= WHAT TO DO =
Would you please copy every line below that includes the string "StatusCode"?

= Collected data =
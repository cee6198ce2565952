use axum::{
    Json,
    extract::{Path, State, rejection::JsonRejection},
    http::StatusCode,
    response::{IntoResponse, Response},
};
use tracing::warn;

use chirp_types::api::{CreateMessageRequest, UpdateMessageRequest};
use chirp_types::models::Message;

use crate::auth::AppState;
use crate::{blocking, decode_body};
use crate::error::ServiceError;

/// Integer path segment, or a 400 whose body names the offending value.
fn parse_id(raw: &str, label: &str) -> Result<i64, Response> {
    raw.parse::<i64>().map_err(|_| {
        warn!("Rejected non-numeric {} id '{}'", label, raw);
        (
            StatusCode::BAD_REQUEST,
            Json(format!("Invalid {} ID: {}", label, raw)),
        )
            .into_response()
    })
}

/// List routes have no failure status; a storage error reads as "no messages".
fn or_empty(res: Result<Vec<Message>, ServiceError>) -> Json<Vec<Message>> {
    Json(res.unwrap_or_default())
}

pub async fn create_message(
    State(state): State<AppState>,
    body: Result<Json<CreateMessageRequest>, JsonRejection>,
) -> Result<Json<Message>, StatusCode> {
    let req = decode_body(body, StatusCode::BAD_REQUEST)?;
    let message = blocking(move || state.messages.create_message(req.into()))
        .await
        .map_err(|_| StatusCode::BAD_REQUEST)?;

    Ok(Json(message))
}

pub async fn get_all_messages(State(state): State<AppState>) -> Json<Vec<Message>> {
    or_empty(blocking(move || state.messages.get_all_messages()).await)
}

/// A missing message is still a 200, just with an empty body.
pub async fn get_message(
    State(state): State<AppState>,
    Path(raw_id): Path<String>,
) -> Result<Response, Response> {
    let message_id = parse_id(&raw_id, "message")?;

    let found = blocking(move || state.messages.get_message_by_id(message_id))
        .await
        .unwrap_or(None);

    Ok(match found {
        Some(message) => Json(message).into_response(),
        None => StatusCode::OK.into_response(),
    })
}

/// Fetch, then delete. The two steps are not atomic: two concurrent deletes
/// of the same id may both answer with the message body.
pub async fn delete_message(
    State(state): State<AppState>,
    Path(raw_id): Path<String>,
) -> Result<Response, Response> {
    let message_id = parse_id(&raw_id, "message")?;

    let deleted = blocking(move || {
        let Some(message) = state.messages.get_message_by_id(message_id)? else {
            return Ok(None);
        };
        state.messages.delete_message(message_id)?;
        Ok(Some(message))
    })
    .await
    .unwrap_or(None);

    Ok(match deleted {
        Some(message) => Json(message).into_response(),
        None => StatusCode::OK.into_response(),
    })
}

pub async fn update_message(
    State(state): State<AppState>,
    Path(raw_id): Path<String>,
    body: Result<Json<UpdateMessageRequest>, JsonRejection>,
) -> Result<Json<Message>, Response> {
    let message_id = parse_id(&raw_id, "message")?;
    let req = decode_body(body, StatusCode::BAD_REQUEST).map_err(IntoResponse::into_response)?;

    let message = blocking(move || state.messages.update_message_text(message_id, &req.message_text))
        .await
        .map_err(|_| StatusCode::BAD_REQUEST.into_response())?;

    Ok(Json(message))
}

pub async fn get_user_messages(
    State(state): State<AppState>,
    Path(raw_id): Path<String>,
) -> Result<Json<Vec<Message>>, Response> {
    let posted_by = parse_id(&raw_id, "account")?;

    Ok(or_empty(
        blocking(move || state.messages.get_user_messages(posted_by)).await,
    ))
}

* * *

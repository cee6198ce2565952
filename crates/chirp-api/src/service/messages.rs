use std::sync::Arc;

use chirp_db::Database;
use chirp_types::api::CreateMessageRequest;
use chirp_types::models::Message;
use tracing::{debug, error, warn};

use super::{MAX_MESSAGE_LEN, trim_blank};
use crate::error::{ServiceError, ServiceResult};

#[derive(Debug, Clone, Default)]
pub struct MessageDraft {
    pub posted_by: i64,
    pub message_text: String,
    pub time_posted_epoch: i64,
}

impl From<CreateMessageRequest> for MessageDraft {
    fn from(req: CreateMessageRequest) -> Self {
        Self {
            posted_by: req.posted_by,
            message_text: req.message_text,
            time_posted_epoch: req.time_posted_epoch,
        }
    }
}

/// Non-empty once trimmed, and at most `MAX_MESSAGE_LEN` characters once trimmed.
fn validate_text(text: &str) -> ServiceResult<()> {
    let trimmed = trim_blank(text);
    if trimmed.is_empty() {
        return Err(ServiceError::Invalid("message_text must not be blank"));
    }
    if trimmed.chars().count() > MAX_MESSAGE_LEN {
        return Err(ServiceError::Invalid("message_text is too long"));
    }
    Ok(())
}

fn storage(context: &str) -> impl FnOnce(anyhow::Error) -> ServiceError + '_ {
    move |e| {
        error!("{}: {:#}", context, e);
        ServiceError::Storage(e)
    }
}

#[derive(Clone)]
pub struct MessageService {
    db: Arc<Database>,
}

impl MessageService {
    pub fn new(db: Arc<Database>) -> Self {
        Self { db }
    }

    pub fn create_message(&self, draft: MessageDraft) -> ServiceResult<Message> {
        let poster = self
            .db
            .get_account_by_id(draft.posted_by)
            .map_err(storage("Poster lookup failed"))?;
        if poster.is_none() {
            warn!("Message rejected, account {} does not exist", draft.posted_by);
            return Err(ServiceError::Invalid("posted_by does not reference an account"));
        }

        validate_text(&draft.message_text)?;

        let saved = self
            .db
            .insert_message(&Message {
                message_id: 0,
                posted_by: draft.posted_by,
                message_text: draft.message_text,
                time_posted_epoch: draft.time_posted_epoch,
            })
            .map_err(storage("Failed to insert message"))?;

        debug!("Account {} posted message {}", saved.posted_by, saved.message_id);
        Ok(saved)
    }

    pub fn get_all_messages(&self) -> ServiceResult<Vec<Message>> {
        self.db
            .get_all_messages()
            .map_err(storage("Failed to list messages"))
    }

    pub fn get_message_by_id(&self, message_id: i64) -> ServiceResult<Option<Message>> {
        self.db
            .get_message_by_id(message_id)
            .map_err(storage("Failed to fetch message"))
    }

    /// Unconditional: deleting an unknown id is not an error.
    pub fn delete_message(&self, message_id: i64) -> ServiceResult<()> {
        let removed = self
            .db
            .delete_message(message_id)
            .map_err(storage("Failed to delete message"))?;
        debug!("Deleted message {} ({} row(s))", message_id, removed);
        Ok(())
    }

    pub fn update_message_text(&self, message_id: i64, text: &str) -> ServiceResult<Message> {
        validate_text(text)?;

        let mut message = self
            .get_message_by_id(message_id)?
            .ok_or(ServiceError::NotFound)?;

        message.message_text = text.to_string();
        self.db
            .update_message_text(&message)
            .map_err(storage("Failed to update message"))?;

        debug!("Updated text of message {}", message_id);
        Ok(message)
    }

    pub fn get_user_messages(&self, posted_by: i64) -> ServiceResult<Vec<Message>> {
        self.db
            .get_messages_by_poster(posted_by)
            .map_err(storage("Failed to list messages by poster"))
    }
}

= ANSWER FOR THE TASK =
    http::StatusCode,
            StatusCode::BAD_REQUEST,
) -> Result<Json<Message>, StatusCode> {
    let req = decode_body(body, StatusCode::BAD_REQUEST)?;
        .map_err(|_| StatusCode::BAD_REQUEST)?;
        None => StatusCode::OK.into_response(),
        None => StatusCode::OK.into_response(),
    let req = decode_body(body, StatusCode::BAD_REQUEST).map_err(IntoResponse::into_response)?;
        .map_err(|_| StatusCode::BAD_REQUEST.into_response())?;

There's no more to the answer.